Para bintang-bintang mulai mengejek dan mengucapkan selamat tinggal kepada mendung dan hujan, awan-awan terus bergerak sesuai arahan angin tanpa hentinya, bau khas hujan masih tercium dimana-mana, samar samar tampak pelangi dilangit malam.

         Hujan telah berhenti, maka keluar lah orang – orang dari persembunyiannya, jalanan kembali ramai, ada juga orang yang sibuk mendorong motornya keluar dari parkiran, tak jarang beberapa tukang parkir tiba tiba saja keluar dan meminta uang.

         Cinta itu random, seperti tukang parkir yang tiba tiba datang, dengan orang yang berbeda – beda, dan sama – sama berbekas di hati, hanya perbedaannya tukang parkir membekaskan rasa kesal di hati kita.

          Jimmy, lelaki yang dibutakan oleh cinta pertamanya, sedang menaiki mobilnya menuju mansion Anisa, dia berencana membawa Anisa ke toko buku.

          Pintu pagar di buka, para penjaga juga tidak menanyakan kepentingannya karena merasa sudah biasa, dulu Jimmy sering bermain ke rumah Anisa, sekedar bermain, bertemu dengan Bapak Rudi atau menilai novel Anisa.

          Atmosfir mulai berubah sejak Jimmy memasuki ruang tamunya, memberikan sebuah kesan yang susah ditafsirkan, sofa yang didudukinya juga merupakan kualitas terbaik.

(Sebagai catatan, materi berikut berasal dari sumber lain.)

//! Bounded worker pool shared by the thread and process executors.
//!
//! Batches sit in a shared queue; each pool thread owns one worker and pulls
//! batches until the queue is empty. Results come back over a channel tagged
//! with their batch index and are slotted into place, so completion order
//! never affects output order. The first failure or a cancel drains the
//! queue, interrupts workers still busy with a batch, and stops the
//! remaining threads.

use std::collections::VecDeque;
use std::sync::atomic::{AtomicBool, Ordering};
use std::sync::mpsc::{self, RecvTimeoutError};
use std::sync::{Arc, Mutex, MutexGuard, PoisonError};
use std::time::Duration;

use crate::pipeline::batch::Batch;
use crate::pipeline::cancel::CancelToken;
use crate::pipeline::error::PipelineError;
use crate::Record;

/// How often the collector re-checks the cancel token while waiting.
const CANCEL_POLL: Duration = Duration::from_millis(50);

/// Stops a worker from outside its pool thread.
pub(super) type Interrupt = Box<dyn Fn() + Send>;

/// Executes batches for one pool thread.
pub(super) trait BatchWorker {
    fn run(&mut self, batch: Batch) -> Result<Vec<Record>, PipelineError>;

    /// Handle the collector uses to cut short an in-flight batch on abort.
    fn interrupt(&self) -> Option<Interrupt> {
        None
    }

    /// Called once when the thread stops; `aborted` is set when the run failed or was cancelled.
    fn shutdown(self: Box<Self>, aborted: bool);
}

enum Message {
    Finished {
        index: usize,
        result: Result<Vec<Record>, PipelineError>,
    },
    /// The worker could not be started.
    Lost(PipelineError),
}

fn lock<T>(mutex: &Mutex<T>) -> MutexGuard<'_, T> {
    mutex.lock().unwrap_or_else(PoisonError::into_inner)
}

/// Run `batches` on at most `max_workers` threads, each with a worker from `spawn`.
pub(super) fn run_pool<F>(
    name: &str,
    batches: Vec<Batch>,
    max_workers: usize,
    cancel: &CancelToken,
    spawn: F,
) -> Result<Vec<Vec<Record>>, PipelineError>
where
    F: Fn(usize) -> Result<Box<dyn BatchWorker>, PipelineError> + Send + Sync + 'static,
{
    let count = batches.len();
    if count == 0 {
        return Ok(Vec::new());
    }
    let work: Arc<Mutex<VecDeque<Batch>>> = Arc::new(Mutex::new(batches.into_iter().collect()));
    let abort_requested = Arc::new(AtomicBool::new(false));
    let interrupts: Arc<Mutex<Vec<Interrupt>>> = Arc::new(Mutex::new(Vec::new()));
    let spawn = Arc::new(spawn);
    let (tx, rx) = mpsc::channel();
    let num_workers = max_workers.clamp(1, count);
    tracing::debug!(pool = name, workers = num_workers, batches = count, "starting worker pool");

    let mut handles = Vec::with_capacity(num_workers);
    for slot in 0..num_workers {
        let work = Arc::clone(&work);
        let thread_tx = tx.clone();
        let abort = Arc::clone(&abort_requested);
        let thread_interrupts = Arc::clone(&interrupts);
        let cancel = cancel.clone();
        let spawn = Arc::clone(&spawn);
        let handle = std::thread::Builder::new()
            .name(format!("hario-{name}-{slot}"))
            .spawn(move || {
                let mut worker = match spawn(slot) {
                    Ok(worker) => worker,
                    Err(e) => {
                        let _ = thread_tx.send(Message::Lost(e));
                        return;
                    }
                };
                if let Some(interrupt) = worker.interrupt() {
                    lock(&thread_interrupts).push(interrupt);
                }
                loop {
                    if abort.load(Ordering::Relaxed) || cancel.is_cancelled() {
                        break;
                    }
                    let Some(batch) = lock(&work).pop_front() else {
                        break;
                    };
                    let index = batch.index;
                    let result = worker.run(batch);
                    let failed = result.is_err();
                    if thread_tx.send(Message::Finished { index, result }).is_err() || failed {
                        break;
                    }
                }
                worker.shutdown(abort.load(Ordering::Relaxed) || cancel.is_cancelled());
            });
        match handle {
            Ok(h) => handles.push(h),
            Err(e) => {
                let _ = tx.send(Message::Lost(PipelineError::Worker(format!("could not start pool thread: {e}"))));
                break;
            }
        }
    }
    drop(tx);

    let mut slots: Vec<Option<Vec<Record>>> = (0..count).map(|_| None).collect();
    let mut first_error: Option<PipelineError> = None;
    let mut received = 0usize;
    while received < count {
        if cancel.is_cancelled() {
            first_error = Some(PipelineError::Cancelled);
            break;
        }
        match rx.recv_timeout(CANCEL_POLL) {
            Ok(Message::Finished { index, result: Ok(records) }) => match slots.get_mut(index) {
                Some(slot) => {
                    *slot = Some(records);
                    received += 1;
                }
                None => {
                    first_error = Some(PipelineError::Worker(format!("result for unknown batch {index}")));
                    break;
                }
            },
            Ok(Message::Finished { result: Err(e), .. }) | Ok(Message::Lost(e)) => {
                first_error = Some(e);
                break;
            }
            Err(RecvTimeoutError::Timeout) => continue,
            Err(RecvTimeoutError::Disconnected) => {
                first_error = Some(PipelineError::WorkerPanicked);
                break;
            }
        }
    }

    if first_error.is_some() {
        abort_requested.store(true, Ordering::Relaxed);
        let drained = {
            let mut queue = lock(&work);
            let n = queue.len();
            queue.clear();
            n
        };
        let interrupted = {
            let interrupts = lock(&interrupts);
            interrupts.iter().for_each(|interrupt| interrupt());
            interrupts.len()
        };
        tracing::debug!(pool = name, drained, interrupted, "aborting worker pool");
    }
    for h in handles {
        if h.join().is_err() && first_error.is_none() {
            first_error = Some(PipelineError::WorkerPanicked);
        }
    }
    if let Some(e) = first_error {
        return Err(e);
    }
    slots
        .into_iter()
        .enumerate()
        .map(|(index, slot)| slot.ok_or_else(|| PipelineError::Worker(format!("batch {index} produced no result"))))
        .collect()
}
//! CLI for the hario HAR processing pipeline.

mod commands;

use anyhow::Result;
use clap::{Args, Parser, Subcommand};
use hario_core::config;
use hario_core::{HarioConfig, Strategy};
use std::path::PathBuf;

use commands::{run_bench, run_inspect, run_process, run_worker, ProcessOptions};

/// Top-level CLI for hario.
#[derive(Debug, Parser)]
#[command(name = "hario")]
#[command(about = "hario: validate and transform HAR captures", long_about = None)]
pub struct Cli {
    #[command(subcommand)]
    pub command: CliCommand,
}

/// Pipeline sizing shared by `process` and `bench`; unset values come from config.toml.
#[derive(Debug, Clone, Default, Args)]
pub struct PipelineArgs {
    /// Records per batch.
    #[arg(long, value_name = "N")]
    pub batch_size: Option<usize>,
    /// Worker threads or processes for the thread and process strategies.
    #[arg(long, value_name = "N")]
    pub workers: Option<usize>,
}

#[derive(Debug, Subcommand)]
pub enum CliCommand {
    /// Validate a HAR file and print one transformed JSON record per line.
    Process {
        /// Path to the HAR file.
        path: PathBuf,

        /// Execution strategy: sequential, thread, process or async.
        #[arg(long)]
        strategy: Option<Strategy>,

        #[command(flatten)]
        sizing: PipelineArgs,

        /// Key that receives the record id (default from config, usually `id`).
        #[arg(long, value_name = "KEY")]
        id_field: Option<String>,

        /// Derive ids from these dotted paths instead of random UUIDs. Repeatable.
        #[arg(long = "id-by", value_name = "PATH")]
        id_by: Vec<String>,

        /// Replace negative sizes and timings with zero.
        #[arg(long)]
        normalize: bool,

        /// Flatten nested mappings into dotted keys.
        #[arg(long)]
        flatten: bool,

        /// Add the request host under `domain`.
        #[arg(long)]
        domain: bool,
    },

    /// Print the schema each entry of a HAR file resolves to.
    Inspect {
        /// Path to the HAR file.
        path: PathBuf,
    },

    /// Time every strategy on a HAR file and recommend one.
    Bench {
        /// Path to the HAR file.
        path: PathBuf,

        /// Runs per strategy; the fastest is reported.
        #[arg(long, default_value = "3", value_name = "N")]
        repeat: usize,

        #[command(flatten)]
        sizing: PipelineArgs,
    },

    /// Serve the process-parallel worker protocol on stdin/stdout.
    #[command(hide = true)]
    Worker,
}

impl Cli {
    pub async fn run(self) -> Result<()> {
        match self.command {
            CliCommand::Process {
                path,
                strategy,
                sizing,
                id_field,
                id_by,
                normalize,
                flatten,
                domain,
            } => {
                let opts = ProcessOptions {
                    strategy,
                    sizing,
                    id_field,
                    id_by,
                    normalize,
                    flatten,
                    domain,
                };
                run_process(&load_config()?, &path, opts).await?
            }
            CliCommand::Inspect { path } => run_inspect(&load_config()?, &path)?,
            CliCommand::Bench {
                path,
                repeat,
                sizing,
            } => run_bench(&load_config()?, &path, repeat, sizing)?,
            CliCommand::Worker => run_worker().await?,
        }

        Ok(())
    }
}

fn load_config() -> Result<HarioConfig> {
    let cfg = config::load_or_init()?;
    tracing::debug!("loaded config: {:?}", cfg);
    Ok(cfg)
}

#[cfg(test)]
mod tests;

          “Hai, Jim mau ajak Anisa keluar ya?” Suara yang lembut memenuhi seisi ruangan, istri dari majikan mansion ini berjalan dengan anggunnya menuju ketempat Jimmy.

          “Iya, tante”

          “Jangan sampai ketahuan sama om ya Jim, nanti urusannya makin panjang”

          “Tenang, tapi om lagi diluar kan tante?”

          “Iya, dia lagi diluar”

          Mamanya Anisa sangat ingin putri kesayangannya dapat merasakan dunia luar, kadang ia memperbolehkan Anisa keluar bersama temannya atau dengan Jimmy, pastinya saat suaminya sedang diluar.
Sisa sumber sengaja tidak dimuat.